Chinese University of Hong Kong’s new head seems the perfect choice, so why are his detractors up in arms?
Professor Rocky Tuan was born in the city, went to school here and has the ideal academic expertise – but his doubters say he is out of touch and they fear his commitment to free speech on campus
On paper, Chinese University’s next vice-chancellor, Professor Rocky Tuan Sung-chi, seems a perfect fit for the post.
Born in Hong Kong, Tuan left the city as a teenager for the United States, where he excelled in biomedical research, an area Chinese University wants to focus on.
But students, staff and alumni have raised repeated concerns about his lack of administrative experience and familiarity with Hong Kong and the university after so long away. And they feared he might not stand up for the university if its autonomy was threatened.
Tuan countered such claims on Tuesday, saying his extensive administrative experience included being director for a regenerative medicine programme involving 40 institutions.
He also repeatedly said he would ensure academic freedom and freedom of speech on campus, but stressed the school could not take part in illegal activities.
Undergraduate Horace Hung Ho-ming, who recently attended a meeting with Tuan, said: “When we asked him about whether the school would help students who were caught while participating in social movements, he merely said something like the school would monitor the situation and act as a point of contact.”
Students played a key role in the 2014 pro-democracy movement that rocked the city.
Tuan completed his undergraduate degree in chemistry at Berea College in Kentucky and went on to get his PhD degree in life sciences, specialising in biochemistry and cell biology, from Rockefeller University in New York in 1977.
He pursued biomedical research at several prestigious universities and institutions in the US, including the University of Pennsylvania and the National Institutes of Health.
Tuan currently holds a number of appointments at the University of Pittsburgh in Pennsylvania, including distinguished professor and executive vice-chairman in the Department of Orthopaedic Surgery, director of the Centre for Cellular and Molecular Engineering, associate director of the McGowan Institute for Regenerative Medicine, and professor in the Department of Bioengineering.
With translation of advances in biomedical research for the betterment of health listed as one of four major research areas for Hong Kong’s second oldest university in the five years leading up to 2020, Tuan’s expertise would appear to make him the ideal man to be at the helm.
His Hong Kong links are also important.
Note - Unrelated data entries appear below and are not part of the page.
//! PCIe side of the harness.
//!
//! This module models everything upstream of the DUT. It provides:
//! 1. **Packets:** `Tlp` and its header, plus the beat streams the DUT consumes and produces.
//! 2. **Endpoint:** Configuration space, BARs and functions, wrapped by the `PcieIfDevice`
//!    adapter that converts between link TLPs and the DUT's streaming interfaces.
//! 3. **Root complex:** Enumeration, BAR assignment, device enablement and memory
//!    transactions through BAR windows.

/// BAR layouts and host-side windows.
pub mod bar;

/// Beat-level TLP streams on the DUT boundary.
pub mod bus;

/// Type 0 configuration space.
pub mod config_space;

/// Device adapter and the endpoint trait.
pub mod device;

/// A single endpoint function.
pub mod function;

/// Root complex and root ports.
pub mod root_complex;

/// Transaction layer packets.
pub mod tlp;

pub use bar::{BarKind, BarLayout, BarWindow};
pub use config_space::{ConfigSpace, HardwareIds};
pub use device::{AdapterStats, PcieEndpoint, PcieIfDevice};
pub use function::PcieFunction;
pub use root_complex::{DeviceHandle, RcStats, RootComplex};
pub use tlp::{CplStatus, Tlp, TlpHeader, TlpType};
Tuan went to local schools all the way up to secondary level – at St Joseph’s Anglo-Chinese School in Kowloon and Queen’s College in Wan Chai – and is fluent in Cantonese.
He has some experience with higher education in Hong Kong having served as a member, then chairman, of the Biology and Medicine Panel of the Research Grants Council – responsible for the distribution of research funding for public universities – from 2010 to 2016.
Tuan has also held the post of distinguished visiting professor and director of the Institute for Tissue Engineering and Regenerative Medicine at Chinese University since last year.